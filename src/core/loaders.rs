//! Data loaders for logger exports.
//!
//! Inputs are either CSV exports or spreadsheet workbooks (`.xlsx`, `.xlsm`,
//! `.xls`, `.xlsb`, `.ods`) of the field loggers: one header row, a
//! timestamp column (addressed by name or position) and any number of
//! numeric measurement columns. Empty or non-numeric cells load as missing.
//! CSV text is read as UTF-8 and falls back to GBK, the encoding older
//! exports were written in.

use std::collections::HashMap;
use std::fs;
use std::path::{Path, PathBuf};

use calamine::{open_workbook_auto, Data, Range, Reader};
use chrono::{Duration, NaiveDateTime, Timelike};
use csv::{ReaderBuilder, Trim};
use encoding_rs::GBK;
use log::{debug, warn};
use thiserror::Error;

use crate::config::{ColumnRef, InputConfig};
use super::error::ProcessingError;
use super::table::{Column, Table};
use super::time::parse_timestamp;

/// Errors that can occur during file loading.
#[derive(Error, Debug)]
pub enum LoaderError {
    #[error("input file not found: {0} (check the path and that the file is not open in another program)")]
    FileNotFound(PathBuf),

    #[error("IO error: {0}")]
    Io(#[from] std::io::Error),

    #[error("CSV parsing error: {0}")]
    Csv(#[from] csv::Error),

    #[error("spreadsheet error: {0}")]
    Spreadsheet(#[from] calamine::Error),

    #[error("cannot decode {path} after byte {valid_up_to}: expected UTF-8 or GBK encoded CSV (re-export the sheet as UTF-8)")]
    Decode { path: PathBuf, valid_up_to: usize },

    #[error("{path} has no sheet '{sheet}'; available sheets: {available:?}")]
    MissingSheet {
        path: PathBuf,
        sheet: String,
        available: Vec<String>,
    },

    #[error("{path} is missing column(s) {missing:?}; available columns: {available:?}")]
    MissingColumns {
        path: PathBuf,
        missing: Vec<String>,
        available: Vec<String>,
    },

    #[error("{path} row {row}: cannot parse timestamp '{value}' (expected e.g. 2025/01/18 12:00:00)")]
    InvalidTimestamp {
        path: PathBuf,
        row: usize,
        value: String,
    },

    #[error("time column of {0} is empty or has no valid timestamps")]
    EmptyTimeColumn(PathBuf),

    #[error("sheets of {path} do not line up: {source}")]
    SheetMismatch {
        path: PathBuf,
        #[source]
        source: ProcessingError,
    },
}

/// Result type for loader operations.
pub type Result<T> = std::result::Result<T, LoaderError>;

const WORKBOOK_EXTENSIONS: &[&str] = &["xlsx", "xlsm", "xls", "xlsb", "ods"];

/// Whether `path` is read as a spreadsheet workbook rather than CSV.
pub fn is_workbook(path: &Path) -> bool {
    path.extension()
        .and_then(|ext| ext.to_str())
        .map(|ext| WORKBOOK_EXTENSIONS.iter().any(|w| ext.eq_ignore_ascii_case(w)))
        .unwrap_or(false)
}

/// One cell before it is typed as a timestamp or a measurement.
#[derive(Debug, Clone, PartialEq)]
enum RawCell {
    Text(String),
    Number(f64),
    Time(NaiveDateTime),
    Empty,
}

impl RawCell {
    fn from_text(cell: &str) -> Self {
        let cell = cell.trim();
        if cell.is_empty() {
            RawCell::Empty
        } else {
            RawCell::Text(cell.to_string())
        }
    }

    fn from_data(cell: &Data) -> Self {
        match cell {
            Data::Int(i) => RawCell::Number(*i as f64),
            Data::Float(f) => RawCell::Number(*f),
            Data::String(s) | Data::DateTimeIso(s) => RawCell::from_text(s),
            Data::DateTime(dt) => dt.as_datetime().map(|t| RawCell::Time(round_to_second(t))).unwrap_or(RawCell::Empty),
            _ => RawCell::Empty,
        }
    }

    fn is_empty(&self) -> bool {
        matches!(self, RawCell::Empty)
    }

    fn timestamp(&self, format: Option<&str>) -> Option<NaiveDateTime> {
        match self {
            RawCell::Time(ts) => Some(*ts),
            RawCell::Text(s) => parse_timestamp(s, format),
            RawCell::Number(_) | RawCell::Empty => None,
        }
    }

    /// Empty, non-numeric and non-finite cells are missing.
    fn value(&self) -> Option<f64> {
        match self {
            RawCell::Number(v) => Some(*v),
            RawCell::Text(s) => s.parse::<f64>().ok(),
            RawCell::Time(_) | RawCell::Empty => None,
        }
        .filter(|v| v.is_finite())
    }

    fn describe(&self) -> String {
        match self {
            RawCell::Text(s) => s.clone(),
            RawCell::Number(v) => v.to_string(),
            RawCell::Time(ts) => ts.to_string(),
            RawCell::Empty => String::new(),
        }
    }
}

/// Excel serial day fractions carry float noise below a second.
fn round_to_second(ts: NaiveDateTime) -> NaiveDateTime {
    let whole = ts.with_nanosecond(0).unwrap_or(ts);
    if ts.nanosecond() >= 500_000_000 {
        whole + Duration::seconds(1)
    } else {
        whole
    }
}

/// Header row plus data rows of one CSV file or worksheet.
#[derive(Debug, Default)]
struct RawSheet {
    headers: Vec<String>,
    rows: Vec<Vec<RawCell>>,
}

/// Read the text of a CSV file, stripping a leading byte-order mark.
///
/// Bytes that are not valid UTF-8 are decoded as GBK; only input that is
/// neither is rejected.
fn read_text(path: &Path) -> Result<String> {
    if !path.exists() {
        return Err(LoaderError::FileNotFound(path.to_path_buf()));
    }
    let bytes = fs::read(path)?;
    let text = match String::from_utf8(bytes) {
        Ok(text) => text,
        Err(e) => {
            let valid_up_to = e.utf8_error().valid_up_to();
            let bytes = e.into_bytes();
            let (decoded, had_errors) = GBK.decode_without_bom_handling(&bytes);
            if had_errors {
                return Err(LoaderError::Decode {
                    path: path.to_path_buf(),
                    valid_up_to,
                });
            }
            debug!("{} is not UTF-8, decoded as GBK", path.display());
            decoded.into_owned()
        }
    };
    Ok(match text.strip_prefix('\u{feff}') {
        Some(stripped) => stripped.to_string(),
        None => text,
    })
}

fn read_csv_sheet(path: &Path) -> Result<RawSheet> {
    let text = read_text(path)?;
    let mut reader = ReaderBuilder::new()
        .has_headers(true)
        .flexible(true)
        .trim(Trim::All)
        .from_reader(text.as_bytes());

    let headers = reader.headers()?.iter().map(str::to_string).collect();
    let mut rows = Vec::with_capacity(4096);
    for result in reader.records() {
        let record = result?;
        rows.push(record.iter().map(RawCell::from_text).collect());
    }
    Ok(RawSheet { headers, rows })
}

fn sheet_from_range(range: &Range<Data>) -> RawSheet {
    let mut rows = range.rows();
    let headers = rows
        .next()
        .map(|row| row.iter().map(|cell| cell.to_string().trim().to_string()).collect())
        .unwrap_or_default();
    RawSheet {
        headers,
        rows: rows.map(|row| row.iter().map(RawCell::from_data).collect()).collect(),
    }
}

/// Read the configured sheets of a workbook in order; the first sheet when
/// none are configured.
fn read_workbook_sheets(path: &Path, sheets: &[String]) -> Result<Vec<(String, RawSheet)>> {
    if !path.exists() {
        return Err(LoaderError::FileNotFound(path.to_path_buf()));
    }
    let mut workbook = open_workbook_auto(path)?;
    let available = workbook.sheet_names();

    let names: Vec<String> = if sheets.is_empty() {
        available.first().cloned().into_iter().collect()
    } else {
        if let Some(missing) = sheets.iter().find(|name| !available.contains(name)) {
            return Err(LoaderError::MissingSheet {
                path: path.to_path_buf(),
                sheet: missing.clone(),
                available,
            });
        }
        sheets.to_vec()
    };

    names
        .into_iter()
        .map(|name| {
            let range = workbook.worksheet_range(&name)?;
            Ok((name, sheet_from_range(&range)))
        })
        .collect()
}

/// Read only the header row of a CSV file or of a workbook's first sheet.
pub fn read_headers<P: AsRef<Path>>(path: P) -> Result<Vec<String>> {
    let path = path.as_ref();
    if is_workbook(path) {
        let sheets = read_workbook_sheets(path, &[])?;
        return Ok(sheets.into_iter().next().map(|(_, sheet)| sheet.headers).unwrap_or_default());
    }
    let text = read_text(path)?;
    let mut reader = ReaderBuilder::new()
        .has_headers(true)
        .trim(Trim::All)
        .from_reader(text.as_bytes());
    Ok(reader.headers()?.iter().map(str::to_string).collect())
}

/// Load a logger export into a [`Table`].
///
/// CSV files and workbooks are told apart by extension. For a workbook the
/// sheets listed in `config.sheets` are loaded and concatenated in that
/// order (the first sheet when the list is empty); they must share a
/// header layout.
///
/// # Arguments
///
/// * `path` - Path to the CSV file or workbook
/// * `config` - Column mapping (uses defaults if None: first column is the
///   timestamp, every other column is a measurement)
///
/// # Errors
///
/// Returns an error if the file is missing, cannot be decoded, lacks the
/// expected sheets or columns, contains an unparsable timestamp, or has no
/// timestamps at all. Rows whose timestamp cell is empty are dropped with a
/// warning.
pub fn load_table<P: AsRef<Path>>(path: P, config: Option<&InputConfig>) -> Result<Table> {
    let path = path.as_ref();
    let default_config = InputConfig::default();
    let config = config.unwrap_or(&default_config);

    if !is_workbook(path) {
        return build_table(path, read_csv_sheet(path)?, config);
    }

    let mut combined: Option<Table> = None;
    for (name, sheet) in read_workbook_sheets(path, &config.sheets)? {
        debug!("{}: reading sheet '{}'", path.display(), name);
        let table = build_table(path, sheet, config)?;
        match combined.as_mut() {
            Some(acc) => acc.append(table).map_err(|source| LoaderError::SheetMismatch {
                path: path.to_path_buf(),
                source,
            })?,
            None => combined = Some(table),
        }
    }
    combined.ok_or_else(|| LoaderError::EmptyTimeColumn(path.to_path_buf()))
}

/// Map the columns of a raw sheet and type its cells.
fn build_table(path: &Path, sheet: RawSheet, config: &InputConfig) -> Result<Table> {
    let RawSheet { headers, rows } = sheet;
    let index_of: HashMap<&str, usize> = headers
        .iter()
        .enumerate()
        .map(|(i, name)| (name.as_str(), i))
        .collect();

    let time_idx = match &config.time_column {
        ColumnRef::Index(i) if *i < headers.len() => *i,
        ColumnRef::Name(name) if index_of.contains_key(name.as_str()) => index_of[name.as_str()],
        other => {
            return Err(LoaderError::MissingColumns {
                path: path.to_path_buf(),
                missing: vec![other.to_string()],
                available: headers.clone(),
            })
        }
    };

    let value_idx: Vec<usize> = if config.value_columns.is_empty() {
        (0..headers.len()).filter(|&i| i != time_idx).collect()
    } else {
        let missing: Vec<String> = config
            .value_columns
            .iter()
            .filter(|name| !index_of.contains_key(name.as_str()))
            .cloned()
            .collect();
        if !missing.is_empty() {
            return Err(LoaderError::MissingColumns {
                path: path.to_path_buf(),
                missing,
                available: headers.clone(),
            });
        }
        config
            .value_columns
            .iter()
            .map(|name| index_of[name.as_str()])
            .collect()
    };

    let mut timestamps = Vec::with_capacity(rows.len());
    let mut values: Vec<Vec<Option<f64>>> = vec![Vec::with_capacity(rows.len()); value_idx.len()];
    let mut dropped = 0usize;
    let empty = RawCell::Empty;

    for (row, record) in rows.iter().enumerate() {
        let time_cell = record.get(time_idx).unwrap_or(&empty);

        let ts = match time_cell.timestamp(config.time_format.as_deref()) {
            Some(ts) => ts,
            None if time_cell.is_empty() => {
                dropped += 1;
                continue;
            }
            None => {
                return Err(LoaderError::InvalidTimestamp {
                    path: path.to_path_buf(),
                    row: row + 2,
                    value: time_cell.describe(),
                })
            }
        };

        timestamps.push(ts);
        for (column, &idx) in values.iter_mut().zip(value_idx.iter()) {
            column.push(record.get(idx).and_then(RawCell::value));
        }
    }

    if timestamps.is_empty() {
        return Err(LoaderError::EmptyTimeColumn(path.to_path_buf()));
    }
    if dropped > 0 {
        warn!(
            "{}: dropped {} row(s) with an empty timestamp",
            path.display(),
            dropped
        );
    }

    let rename = |name: &str| -> String {
        config
            .rename
            .get(name)
            .cloned()
            .unwrap_or_else(|| name.to_string())
    };

    let columns: Vec<Column> = value_idx
        .iter()
        .zip(values)
        .map(|(&idx, column)| Column::new(rename(&headers[idx]), column))
        .collect();

    debug!(
        "Loaded {} rows x {} columns from {}",
        timestamps.len(),
        columns.len(),
        path.display()
    );

    Ok(Table {
        time_column: rename(&headers[time_idx]),
        timestamps,
        columns,
    })
}

/// Load several files and concatenate their rows in the given order.
///
/// Used for logger exports split across several sheets that share a
/// header layout.
pub fn load_tables<P: AsRef<Path>>(paths: &[P], config: Option<&InputConfig>) -> anyhow::Result<Table> {
    let mut combined: Option<Table> = None;
    for path in paths {
        let table = load_table(path, config)?;
        match combined.as_mut() {
            Some(acc) => acc.append(table)?,
            None => combined = Some(table),
        }
    }
    combined.ok_or_else(|| anyhow::anyhow!("no input files given"))
}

————————

- What needs to be done:
In the listing above, please print only the lines from the first one to the line where "the encoding older" appears, exactly as written, both of those lines included.

- Solution below:
filename src/core/loaders.rs
//! Data loaders for logger exports.
//!
//! Inputs are either CSV exports or spreadsheet workbooks (`.xlsx`, `.xlsm`,
//! `.xls`, `.xlsb`, `.ods`) of the field loggers: one header row, a
//! timestamp column (addressed by name or position) and any number of
//! numeric measurement columns. Empty or non-numeric cells load as missing.
//! CSV text is read as UTF-8 and falls back to GBK, the encoding older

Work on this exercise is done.